An Introduction to Scikit-Learn and Pandas
Overview
Teaching: 0 min
Exercises: 0 minQuestions
What is Scikit-Learn?
What is Pandas?
Objectives
First learning objective. (FIXME)
About Scikit-Learn
Scikit-Learn is an open-source toolkit for machine learning in Python. It is built upon well-established Python numerical and scientific computation toolboxes: NumPy, SciPy, as well as Matplotlib.
Scikit-learn contains many supervised machine learning methods (both classification and regression methods), as well as unsupervised methods (clustering). In addition, there are also additional algorithms to reduce the dimensionality of the problem (e.g. the principal component analysis [PCA]), and many convenience tools to prepare the data, measure the accuracy of the trained ML algorithm.
The project website is https://scikit-learn.org/. The website is full of helpful tutorials, documentation, as well as technical instructions.

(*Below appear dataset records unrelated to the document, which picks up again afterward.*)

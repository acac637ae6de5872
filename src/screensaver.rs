//! Ambient patterns shown while nobody is playing
//!
//! The pattern is picked from the time alone. Apart from the strip itself
//! nothing carries over between frames: the fading patterns rely on what the
//! previous frame left in the pixels. Randomness is injected so callers
//! decide how deterministic the flashes and sparkles are.

use core::f64::consts::PI;

use embassy_time::{Duration, Instant};
use rand::Rng;

use crate::{
    color::{BLACK, GRAY, hsv_rainbow},
    config::ScreensaverConfig,
    strip::PixelStrip,
};

const PATTERN_COUNT: u64 = 5;

// Marching bicolor
const MARCH_FADE: u8 = 250;
const MARCH_STEP_MS: u64 = 250;
const MARCH_SPACING: usize = 10;
const MARCH_VALUE: u8 = 150;

// Random flashes
const FLASH_FADE: u8 = 250;
const FLASH_ODDS: u32 = 20;
const FLASH_HUE: u8 = 25;
const FLASH_VALUE: u8 = 100;

// Dots in bowl
const DOT_COUNT: u64 = 3;
const DOT_SPEED: u64 = 22;
const DOT_DISTANCE: u64 = 65_535 / DOT_COUNT;
const DOT_BRIGHTNESS: u8 = 255;
const DOT_MARGIN: i32 = 2;

// Sparkles
const SPARKLE_FADE: u8 = 128;
const SPARKLE_CYCLE_MS: u64 = 800;
const SPARKLE_BURST_MS: u64 = 240;
const SPARKLE_BURST_PEAK: u64 = 121;
const SPARKLE_IDLE_CHANCE: u8 = 1;

// Scroll dots
const SCROLL_STEP_MS: u64 = 100;
const SCROLL_SPACING: u64 = 5;

/// One of the five ambient patterns
#[derive(Debug, Clone, Copy, PartialEq, Eq)]
pub enum Pattern {
    /// Fading trail with every tenth pixel marching, hue breathing slowly
    MarchingBicolor,
    /// Fading trail with random warm flashes
    RandomFlashes,
    /// Three dots swinging in a bowl, blended additively
    DotsInBowl,
    /// Bursts of gray sparkles
    Sparkles,
    /// Every fifth pixel lit, scrolling
    ScrollDots,
}

impl Pattern {
    pub const fn from_index(index: u64) -> Self {
        match index % PATTERN_COUNT {
            0 => Self::MarchingBicolor,
            1 => Self::RandomFlashes,
            2 => Self::DotsInBowl,
            3 => Self::Sparkles,
            _ => Self::ScrollDots,
        }
    }
}

#[derive(Debug, Clone)]
pub struct Screensaver {
    mode_period: Duration,
}

impl Default for Screensaver {
    fn default() -> Self {
        Self::new(&ScreensaverConfig::default())
    }
}

impl Screensaver {
    pub const fn new(config: &ScreensaverConfig) -> Self {
        Self {
            mode_period: config.mode_period,
        }
    }

    /// Pattern on screen at `now`
    pub const fn pattern(&self, now: Instant) -> Pattern {
        let period = if self.mode_period.as_millis() == 0 {
            1
        } else {
            self.mode_period.as_millis()
        };
        Pattern::from_index(now.as_millis() / period)
    }

    /// Render one frame of the current pattern into `strip`
    pub fn tick<const MAX_LEDS: usize>(
        &self,
        now: Instant,
        strip: &mut PixelStrip<MAX_LEDS>,
        rng: &mut impl Rng,
    ) {
        let time_ms = now.as_millis();
        match self.pattern(now) {
            Pattern::MarchingBicolor => marching_bicolor(time_ms, strip),
            Pattern::RandomFlashes => random_flashes(strip, rng),
            Pattern::DotsInBowl => dots_in_bowl(time_ms, strip),
            Pattern::Sparkles => sparkles(time_ms, strip, rng),
            Pattern::ScrollDots => scroll_dots(time_ms, strip),
        }
    }
}

/// Hue for the marching dots, drifting along a very slow sine
#[allow(
    clippy::cast_precision_loss,
    clippy::cast_possible_truncation,
    clippy::cast_sign_loss
)]
fn marching_hue(time_ms: u64) -> u8 {
    let angle = (time_ms as f64 / 5000.0) * PI / 180.0;
    let hue = (20.0 + (libm::sin(angle) * 255.0 + 1.0) * 33.0) as i32;
    hue.rem_euclid(256) as u8
}

#[allow(clippy::cast_possible_truncation)]
fn marching_bicolor<const MAX_LEDS: usize>(time_ms: u64, strip: &mut PixelStrip<MAX_LEDS>) {
    strip.nscale8_all(MARCH_FADE);

    let lead = ((time_ms / MARCH_STEP_MS) % MARCH_SPACING as u64) as usize;
    let color = hsv_rainbow(marching_hue(time_ms), 255, MARCH_VALUE);
    for pixel in strip.as_mut_slice().iter_mut().skip(lead).step_by(MARCH_SPACING) {
        *pixel = color;
    }
}

fn random_flashes<const MAX_LEDS: usize>(strip: &mut PixelStrip<MAX_LEDS>, rng: &mut impl Rng) {
    strip.nscale8_all(FLASH_FADE);

    let color = hsv_rainbow(FLASH_HUE, 255, FLASH_VALUE);
    for pixel in strip.as_mut_slice() {
        if rng.gen_range(0..FLASH_ODDS) == 0 {
            *pixel = color;
        }
    }
}

/// Center of dot `dot` and its hue at `time_ms`
#[allow(
    clippy::cast_precision_loss,
    clippy::cast_possible_truncation,
    clippy::cast_sign_loss,
    clippy::cast_possible_wrap
)]
fn dot_in_bowl(dot: u64, time_ms: u64, strip_len: usize) -> (i32, u8) {
    let phase = (dot * DOT_DISTANCE + (time_ms % (1 << 32)) * DOT_SPEED) % (1 << 16);
    // 0.0..2.0, one full swing per 2^16 steps
    let swing = phase as f64 / f64::from(1u32 << 15);
    let depth = (strip_len as i32 - 5) as f64;
    let center = (((libm::sin(swing * PI) + 1.0) / 2.0) * depth) as i32 + DOT_MARGIN;
    let hue = (swing * 128.0) as u8;
    (center, hue)
}

fn dots_in_bowl<const MAX_LEDS: usize>(time_ms: u64, strip: &mut PixelStrip<MAX_LEDS>) {
    strip.clear();

    for dot in 0..DOT_COUNT {
        let (center, hue) = dot_in_bowl(dot, time_ms, strip.len());
        let outer = hsv_rainbow(hue, 255, DOT_BRIGHTNESS / 4);
        let inner = hsv_rainbow(hue, 255, DOT_BRIGHTNESS / 2);
        let core = hsv_rainbow(hue, 255, DOT_BRIGHTNESS);

        strip.add_clipped(center - 2, outer);
        strip.add_clipped(center - 1, inner);
        strip.add_clipped(center, core);
        strip.add_clipped(center + 1, inner);
        strip.add_clipped(center + 2, outer);
    }
}

/// Per-pixel sparkle chance out of 256 at `time_ms`
#[allow(clippy::cast_possible_truncation)]
pub fn sparkle_chance(time_ms: u64) -> u8 {
    let cycle = time_ms % SPARKLE_CYCLE_MS;
    if cycle < SPARKLE_BURST_MS {
        (SPARKLE_BURST_PEAK - cycle / 2) as u8
    } else {
        SPARKLE_IDLE_CHANCE
    }
}

fn sparkles<const MAX_LEDS: usize>(
    time_ms: u64,
    strip: &mut PixelStrip<MAX_LEDS>,
    rng: &mut impl Rng,
) {
    strip.nscale8_all(SPARKLE_FADE);

    let chance = sparkle_chance(time_ms);
    for pixel in strip.as_mut_slice() {
        if rng.r#gen::<u8>() < chance {
            *pixel = GRAY;
        }
    }
}

#[allow(clippy::cast_possible_truncation)]
fn scroll_dots<const MAX_LEDS: usize>(time_ms: u64, strip: &mut PixelStrip<MAX_LEDS>) {
    let shift = time_ms / SCROLL_STEP_MS;
    for (i, pixel) in strip.as_mut_slice().iter_mut().enumerate() {
        let lit = (i as u64 + shift) % SCROLL_SPACING == 0;
        *pixel = if lit { GRAY } else { BLACK };
    }
}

For every method, there is a technical explanation about the method, including pointers about the advantage and disadvantages of the ML method; but there is also detailed programming documentation (the API [Application Programming Interface]). Each documentation is accompanied by plenty of examples.
As an example, consider the support vector machines (SVM) method:
-
This website provides the technical overview of SVM;
-
The generated API documentation provides the exact details of the
SVC
class. -
Further down the API document, one will find many worked examples on the use of SVM method.
While learning about ML techniques in this workshop, it is highly recommended that you also consult Scikit-Learn’s website for further information. It is an exceptional resource for learning and reference purposes.
About Pandas
Pandas is a data analysis library for Python. While Scikit-Learn provides the machine-learning capabilities to Python, Pandas provides powerful and convenience data-handling capabilities that complements Scikit-Learn, NumPy, etc. Pandas is using NumPy arrays under the hood, but it provides powerful data analytics capabilities, which are not part of NumPy capabilities. One can perform filtering, data transformation, joining of two or more DataFrames, etc. using Pandas; these steps are often necessary in preparation of machine learning.
In this lesson, we choose to use Pandas because it works well in conjunction with Scikit-Learn. (Pandas also work well with popular deep learning frameworks such as KERAS.) At the end of this lesson, we will briefly present an alternative to perform ML workflow on Spark, using a library called “MLlib”.
Key Points
Scikit-Learn provides machine learning capabilities for Python.
Pandas provides data handling and analytic tools for Python.